(Task inputs)
// Recording actuators for the swerve unit tests

use std::cell::RefCell;
use std::rc::Rc;

use crate::error::ActuatorError;
use crate::motor::actuator::{DriveActuator, Result, SteerActuator};
use crate::pid::PidGains;

fn timeout(channel: &str) -> ActuatorError {
    ActuatorError::Timeout {
        channel: channel.to_string(),
    }
}

#[derive(Debug, Default)]
pub struct SteerLog {
    pub angle: f64,
    pub writes: Vec<f64>,
    pub fail_reads: bool,
    pub fail_writes: bool,
}

impl SteerLog {
    pub fn last_write(&self) -> Option<f64> {
        self.writes.last().copied()
    }
}

pub struct RecordingSteer(Rc<RefCell<SteerLog>>);

pub fn recording_steer(angle: f64) -> (Box<dyn SteerActuator>, Rc<RefCell<SteerLog>>) {
    let log = Rc::new(RefCell::new(SteerLog {
        angle,
        ..Default::default()
    }));
    (Box::new(RecordingSteer(log.clone())), log)
}

impl SteerActuator for RecordingSteer {
    fn write_raw(&mut self, value: f64) -> Result<()> {
        let mut log = self.0.borrow_mut();
        if log.fail_writes {
            return Err(timeout("test steer"));
        }
        log.writes.push(value);
        Ok(())
    }

    fn read_angle(&mut self) -> Result<f64> {
        let log = self.0.borrow();
        if log.fail_reads {
            return Err(timeout("test steer"));
        }
        Ok(log.angle)
    }
}

#[derive(Debug, Default)]
pub struct DriveLog {
    pub velocity: f64,
    pub raw_writes: Vec<f64>,
    pub velocity_writes: Vec<f64>,
    pub gains: Vec<PidGains>,
    pub fail_reads: bool,
    pub fail_writes: bool,
}

impl DriveLog {
    pub fn last_velocity(&self) -> Option<f64> {
        self.velocity_writes.last().copied()
    }
}

pub struct RecordingDrive(Rc<RefCell<DriveLog>>);

pub fn recording_drive() -> (Box<dyn DriveActuator>, Rc<RefCell<DriveLog>>) {
    let log = Rc::new(RefCell::new(DriveLog::default()));
    (Box::new(RecordingDrive(log.clone())), log)
}

impl DriveActuator for RecordingDrive {
    fn write_raw(&mut self, value: f64) -> Result<()> {
        let mut log = self.0.borrow_mut();
        if log.fail_writes {
            return Err(timeout("test drive"));
        }
        log.raw_writes.push(value);
        Ok(())
    }

    fn write_velocity(&mut self, native: f64) -> Result<()> {
        let mut log = self.0.borrow_mut();
        if log.fail_writes {
            return Err(timeout("test drive"));
        }
        log.velocity_writes.push(native);
        Ok(())
    }

    fn read_velocity(&mut self) -> Result<f64> {
        let log = self.0.borrow();
        if log.fail_reads {
            return Err(timeout("test drive"));
        }
        Ok(log.velocity)
    }

    fn set_gains(&mut self, gains: PidGains) -> Result<()> {
        self.0.borrow_mut().gains.push(gains);
        Ok(())
    }
}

(Task requirements)
Select and copy every line of the material that holds the string "Result".

(The completed task)
use crate::motor::actuator::{DriveActuator, Result, SteerActuator};
    fn write_raw(&mut self, value: f64) -> Result<()> {
    fn read_angle(&mut self) -> Result<f64> {
    fn write_raw(&mut self, value: f64) -> Result<()> {
    fn write_velocity(&mut self, native: f64) -> Result<()> {
    fn read_velocity(&mut self) -> Result<f64> {
    fn set_gains(&mut self, gains: PidGains) -> Result<()> {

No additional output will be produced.